For this week's online essay, go read Dangerous History: Exploring the Role of Mormon Women, by Jan Shipps. Originally published in 1993, it was recently republished as part of Sojourner in the Promised Land: Forty Years Among the Mormons (U of Illinois Press, 2000), a collection of essays by Shipps. And I came to the article by way of an FMH post on the problem of LDS women's history, via a link from Justin's current BT post. How can history be a problem, you say? Isn't history sort of a given that we all have to more or less live with? Isn't history just water under the bridge?

"I have a problem with this history." There's something kind of surreal about that statement. You can't change history, so "having a problem" with it seems pointless. Well, maybe or maybe not. One can view history as what actually happened in the past, which can't be changed, but it can also be viewed as our record or narrative of what happened in the past, which can be changed. Of course it can be changed, happens all the time. So when those wielding power and authority decide they have a problem with history, the natural solution that occurs to them is to rewrite history and eliminate the problem.

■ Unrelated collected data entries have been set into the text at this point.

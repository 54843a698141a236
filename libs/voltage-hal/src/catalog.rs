//! Device-type catalog
//!
//! Register maps and documented power-on defaults for the device types the
//! simulator can emulate. This table is the only persisted "schema" of the
//! crate: addresses, sizes and access rights are defined here in code.

use std::collections::BTreeMap;

use crate::error::{HalError, Result};
use crate::register::{BitField, RegisterAccess, RegisterMap, RegisterType};

/// Register addresses of the environmental sensor controller
pub mod addr {
    pub const CONTROL: u32 = 0x1000;
    pub const STATUS: u32 = 0x1001;
    pub const TEMPERATURE: u32 = 0x1002;
    pub const HUMIDITY: u32 = 0x1004;
    pub const CONFIG: u32 = 0x1010;
    pub const SAMPLE_RATE: u32 = 0x1011;
    pub const CALIBRATION: u32 = 0x1020;
    pub const INT_CONFIG: u32 = 0x1030;
    pub const THRESHOLD_HIGH: u32 = 0x1031;
    pub const COUNTER: u32 = 0x10F0;
    pub const DEVICE_ID: u32 = 0x10FE;
    pub const REVISION: u32 = 0x10FF;
}

/// STATUS register bit positions
pub mod status_bits {
    pub const READY: u8 = 0;
    pub const BUSY: u8 = 1;
    pub const ERROR: u8 = 2;
    pub const DATA_READY: u8 = 3;
    pub const OVERRUN: u8 = 4;
    pub const ALERT: u8 = 5;
}

/// Identity byte reported at [`addr::DEVICE_ID`]
pub const ENV_SENSOR_DEVICE_ID: u8 = 0xA5;

/// Register maps plus per-byte defaults for one device type
#[derive(Debug, Clone)]
pub struct DeviceDefinition {
    pub device_type: String,
    pub firmware_version: String,
    pub hardware_revision: String,
    pub register_maps: Vec<RegisterMap>,
    defaults: BTreeMap<u32, u8>,
    identity: (u32, u8),
}

impl DeviceDefinition {
    fn new(device_type: &str, firmware_version: &str, hardware_revision: &str) -> Self {
        Self {
            device_type: device_type.to_string(),
            firmware_version: firmware_version.to_string(),
            hardware_revision: hardware_revision.to_string(),
            register_maps: Vec::new(),
            defaults: BTreeMap::new(),
            identity: (0, 0),
        }
    }

    /// Append a register and its default bytes (lowest address first)
    fn register(mut self, map: RegisterMap, default_bytes: &[u8]) -> Self {
        debug_assert_eq!(map.size as usize, default_bytes.len(), "{}", map.name);
        for (offset, byte) in default_bytes.iter().enumerate() {
            self.defaults.insert(map.address + offset as u32, *byte);
        }
        self.register_maps.push(map);
        self
    }

    fn identity(mut self, address: u32, value: u8) -> Self {
        self.identity = (address, value);
        self
    }

    /// Factory default of every defined byte address
    pub fn default_values(&self) -> &BTreeMap<u32, u8> {
        &self.defaults
    }

    pub fn default_value(&self, address: u32) -> Option<u8> {
        self.defaults.get(&address).copied()
    }

    /// Address and expected value of the identity register
    pub fn identity_register(&self) -> (u32, u8) {
        self.identity
    }

    /// Register whose address range covers `address`
    pub fn register_containing(&self, address: u32) -> Option<&RegisterMap> {
        self.register_maps.iter().find(|m| m.contains(address))
    }

    pub fn register_by_name(&self, name: &str) -> Option<&RegisterMap> {
        self.register_maps
            .iter()
            .find(|m| m.name.eq_ignore_ascii_case(name))
    }

    /// Validate every map and check that ranges do not overlap
    pub fn validate(&self) -> Result<()> {
        let mut claimed: BTreeMap<u32, &str> = BTreeMap::new();
        for map in &self.register_maps {
            map.validate()?;
            for address in map.address_range() {
                if let Some(owner) = claimed.insert(address, &map.name) {
                    return Err(HalError::invalid_config(
                        map.name.clone(),
                        format!("address 0x{:04X} already used by {}", address, owner),
                    ));
                }
            }
        }
        Ok(())
    }
}

fn labels(entries: &[(u32, &str)]) -> BTreeMap<u32, String> {
    entries
        .iter()
        .map(|(value, label)| (*value, (*label).to_string()))
        .collect()
}

/// Environmental sensor controller (temperature/humidity, SMBus-style)
pub fn environmental_sensor() -> DeviceDefinition {
    use RegisterAccess::*;
    use RegisterType::*;

    DeviceDefinition::new("EnvironmentalSensor", "2.1.0", "B")
        .register(
            RegisterMap::new(addr::CONTROL, "CONTROL", Control, 1, ReadWrite)
                .with_description("Measurement control")
                .with_bit_field(BitField::flag("ENABLE", 0, "Measurement enable"))
                .with_bit_field(
                    BitField::new("MODE", 2, 2, "Operating mode").with_labels(labels(&[
                        (0, "Idle"),
                        (1, "Continuous"),
                        (2, "Single"),
                        (3, "Burst"),
                    ])),
                )
                .with_bit_field(BitField::flag("IRQ_ENABLE", 4, "Interrupt output enable"))
                .with_bit_field(BitField::flag("SOFT_RESET", 7, "Self-clearing reset request")),
            &[0x00],
        )
        .register(
            RegisterMap::new(addr::STATUS, "STATUS", Status, 1, ReadOnly)
                .with_description("Device status flags")
                .with_bit_field(BitField::flag("READY", status_bits::READY, "Device ready"))
                .with_bit_field(BitField::flag("BUSY", status_bits::BUSY, "Conversion running"))
                .with_bit_field(BitField::flag("ERROR", status_bits::ERROR, "Internal error"))
                .with_bit_field(BitField::flag(
                    "DATA_READY",
                    status_bits::DATA_READY,
                    "New sample available",
                ))
                .with_bit_field(BitField::flag("OVERRUN", status_bits::OVERRUN, "Sample overwritten"))
                .with_bit_field(BitField::flag("ALERT", status_bits::ALERT, "Threshold exceeded")),
            &[0x01],
        )
        .register(
            RegisterMap::new(addr::TEMPERATURE, "TEMPERATURE", Data, 2, ReadOnly)
                .with_description("Temperature sample, little-endian")
                .with_scaling(0.01, -40.0, "°C")
                .with_bit_field(BitField::new("RAW", 0, 16, "Raw temperature counts")),
            // 6500 counts = 25.00 °C
            &[0x64, 0x19],
        )
        .register(
            RegisterMap::new(addr::HUMIDITY, "HUMIDITY", Data, 2, ReadOnly)
                .with_description("Relative humidity sample, little-endian")
                .with_scaling(0.01, 0.0, "%RH")
                .with_bit_field(BitField::new("RAW", 0, 16, "Raw humidity counts")),
            // 4500 counts = 45.00 %RH
            &[0x94, 0x11],
        )
        .register(
            RegisterMap::new(addr::CONFIG, "CONFIG", Configuration, 1, ReadWrite)
                .with_description("Conversion configuration")
                .with_bit_field(
                    BitField::new("RESOLUTION", 0, 2, "ADC resolution").with_labels(labels(&[
                        (0, "9-bit"),
                        (1, "10-bit"),
                        (2, "11-bit"),
                        (3, "12-bit"),
                    ])),
                )
                .with_bit_field(BitField::new("AVERAGING", 2, 3, "Samples averaged (2^n)"))
                .with_bit_field(BitField::flag("ALERT_POLARITY", 5, "Alert pin active high")),
            &[0x23],
        )
        .register(
            RegisterMap::new(addr::SAMPLE_RATE, "SAMPLE_RATE", Configuration, 1, ReadWrite)
                .with_description("Samples per second")
                .with_scaling(1.0, 0.0, "Hz"),
            &[0x0A],
        )
        .register(
            RegisterMap::new(addr::CALIBRATION, "CALIBRATION", Calibration, 4, WriteOnce)
                .with_description("Factory trim, gain in 1/1000 and signed offset")
                .with_bit_field(BitField::new("GAIN", 0, 16, "Gain x1000"))
                .with_bit_field(BitField::new("OFFSET", 16, 16, "Offset counts")),
            &[0xE8, 0x03, 0x00, 0x00],
        )
        .register(
            RegisterMap::new(addr::INT_CONFIG, "INT_CONFIG", Configuration, 1, ReadWrite)
                .with_description("Interrupt pin configuration")
                .with_bit_field(BitField::flag("INT_ENABLE", 0, "Interrupt enable"))
                .with_bit_field(BitField::flag("INT_POLARITY", 1, "Active high"))
                .with_bit_field(BitField::flag("INT_LATCH", 2, "Latched until status read"))
                .with_bit_field(
                    BitField::new("INT_SOURCE", 3, 2, "Interrupt source").with_labels(labels(&[
                        (0, "None"),
                        (1, "DataReady"),
                        (2, "Threshold"),
                        (3, "Fault"),
                    ])),
                ),
            &[0x09],
        )
        .register(
            RegisterMap::new(addr::THRESHOLD_HIGH, "THRESHOLD_HIGH", Configuration, 1, ReadWrite)
                .with_description("Alert threshold, whole degrees above -40 °C")
                .with_scaling(1.0, -40.0, "°C"),
            &[0x78],
        )
        .register(
            RegisterMap::new(addr::COUNTER, "COUNTER", Data, 1, ReadOnly)
                .with_description("Free-running conversion counter"),
            &[0x00],
        )
        .register(
            RegisterMap::new(addr::DEVICE_ID, "DEVICE_ID", Identity, 1, ReadOnly)
                .with_description("Part identifier"),
            &[ENV_SENSOR_DEVICE_ID],
        )
        .register(
            RegisterMap::new(addr::REVISION, "REVISION", Identity, 1, ReadOnly)
                .with_description("Silicon revision")
                .with_bit_field(BitField::new("MINOR", 0, 4, "Minor revision"))
                .with_bit_field(BitField::new("MAJOR", 4, 4, "Major revision")),
            &[0x12],
        )
        .identity(addr::DEVICE_ID, ENV_SENSOR_DEVICE_ID)
}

Getting back to the Shipps essay, it starts with the "disinvitation" of a noted female LDS historian from addressing the 1993 Women's (sic) Conference at BYU. Recounting the evolution of the LDS position on women's issues through the 19th and 20th centuries, Shipps concludes, "All this makes the history of Mormon women potentially dangerous." By "this" she is referring to the "discrepancy ... between the public role that LDS women were asked to play historically and their current role." In the second half of the essay she surveys the careful efforts the LDS hierarchy was making during the tense years of the early 1990s to contain LDS feminist scholarship. It makes interesting reading for those of us who have never been women. I'm not sure what adjective describes the reaction of those readers who have been (and still are) women.

Comments

Great article. The only thing I could nit-pick at was this quote:

This implicit although limited sovereignty in their homes and families was bolstered by the calling of women, if not to the priesthood, at least to the exercise of spiritual powers through the performance of certain priestly rituals, especially blessing their children, and washing, blessing and anointing their sisters with holy oil for the gift of healing.

Don't remember the last time I washed anybody for the gift of healing.